Interestingly, a December, 1931 issue of the Communist newspaper, the Daily Worker, features an interview with Aunt Molly as well as a separate article disparaging the IWW’s and UMWA’s (United Mine Workers of America) organizing efforts in Kentucky.
“The UMWA and the IWW are betraying us (– –) Now, when we are once more organizing, under the National Miners Union leadership, to strike against starvation, the UMWA and the IWW are again trying to step in in order to betray us. We must be on guard against these agents of the coal operators.”—Unknown author (Daily Worker, 2 December 1931)
T-Bone Slim, in his writings for the IWW in late 1931 also commented on the events in Kentucky, such as the following statement from the IWW’s Industrial Worker, published the very same day that Aunt Molly Jackson made her pivotal performance for the Dreiser Committee.
“There is no such thing as freedom of silence. No man has the right to contain in himself the thought, the knowledge, the experience, the eloquence, the prestige that might remove injustice from our fair land ( that might arrest the so called legal murders now in the making in the state of Kentucky…”—T-Bone Slim (Industrial Worker, 7 November 1931)
Days later in an article for another IWW periodical, Industrial Solidarity, we find T-Bone Slim weighing in on the subject of aid for the striking workers in Kentucky in relationship to the activities of Socialists and Communists.
“The socialist party has aided the Kentucky miners in their hour of gloom—not blindly as some people do but with their eyes open. Not only did they give but they took the trouble to trace their gift and found it in a communist office—heluva place for a needy miner to be? The presence of the gift in possession of ‘comrades’… indicates extensive lack of consideration, if not complete contempt for the suffering miners.” T-Bone Slim (Industrial Solidarity, 17 November 1931)

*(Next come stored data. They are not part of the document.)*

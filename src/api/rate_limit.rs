//! Per-client rate limiting for the analysis endpoints
//!
//! A small in-process sliding window keyed by client IP. Analysis requests
//! are expensive (LLM turns, SQL); everything else stays unthrottled.

use std::collections::HashMap;
use std::net::SocketAddr;
use std::sync::Arc;
use std::time::{Duration, Instant};

use axum::extract::{ConnectInfo, Request, State};
use axum::middleware::Next;
use axum::response::{IntoResponse, Response};
use parking_lot::Mutex;

use super::types::ApiError;
use crate::core::constants::{RATE_LIMIT_MAX_REQUESTS, RATE_LIMIT_WINDOW_SECS};

/// Sliding-window request limiter
pub struct SlidingWindowLimiter {
    max_requests: usize,
    window: Duration,
    hits: Mutex<HashMap<String, Vec<Instant>>>,
}

impl SlidingWindowLimiter {
    pub fn new(max_requests: usize, window: Duration) -> Self {
        Self {
            max_requests,
            window,
            hits: Mutex::new(HashMap::new()),
        }
    }

    /// Record a request for `key`; false when the window is full
    pub fn is_allowed(&self, key: &str) -> bool {
        let now = Instant::now();
        let mut hits = self.hits.lock();
        let entry = hits.entry(key.to_string()).or_default();
        entry.retain(|t| now.duration_since(*t) < self.window);
        if entry.len() >= self.max_requests {
            tracing::warn!(key, "Rate limit exceeded");
            return false;
        }
        entry.push(now);
        true
    }

    /// Requests left in the current window
    pub fn remaining(&self, key: &str) -> usize {
        let now = Instant::now();
        let mut hits = self.hits.lock();
        let entry = hits.entry(key.to_string()).or_default();
        entry.retain(|t| now.duration_since(*t) < self.window);
        self.max_requests.saturating_sub(entry.len())
    }
}

impl Default for SlidingWindowLimiter {
    fn default() -> Self {
        Self::new(
            RATE_LIMIT_MAX_REQUESTS,
            Duration::from_secs(RATE_LIMIT_WINDOW_SECS),
        )
    }
}

#[derive(Clone)]
pub struct RateLimitState {
    pub limiter: Arc<SlidingWindowLimiter>,
}

pub async fn rate_limit_middleware(
    State(state): State<RateLimitState>,
    request: Request,
    next: Next,
) -> Response {
    let key = request
        .extensions()
        .get::<ConnectInfo<SocketAddr>>()
        .map(|info| info.0.ip().to_string())
        .unwrap_or_else(|| "unknown".to_string());

    if !state.limiter.is_allowed(&key) {
        return ApiError::too_many_requests(format!(
            "rate limit of {RATE_LIMIT_MAX_REQUESTS} requests per {RATE_LIMIT_WINDOW_SECS}s exceeded"
        ))
        .into_response();
    }
    next.run(request).await
}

The above excerpts quoted from the Daily Worker and T-Bone Slim’s Industrial Solidarity column exemplify the distrust, and animosity which sometimes characterized the dynamic between the Communist Party and the IWW. Folklorist Archie Green’s skepticism that Aunt Molly ever truly met T-Bone Slim derives largely from his awareness of that tenuous historical relationship.
“Plainly put, IWW’s and communists during sectarian years, worked together on various jobs, but did not fraternize in meetings or social events. At times, the ideological differences between them led to bloodshed. Many Wobblies were among the earliest critics of Stalinism on the American left. Communists responded both by denigrating, anarchist values and appropriating Wobbly lore.”—Archie Green (Archie Green Collection, SFC)
Putting aside Archie Green’s skepticism for the moment, it’s important to mention that both T-Bone Slim and Aunt Molly Jackson lived in New York City during the 1930’s and early 1940’s. In a geographic sense it’s certainly not out of the question that they could have crossed paths, and Green himself acknowledges that regardless of ideological tensions between the IWW and the Communist Party, it’s not impossible the two songwriters met.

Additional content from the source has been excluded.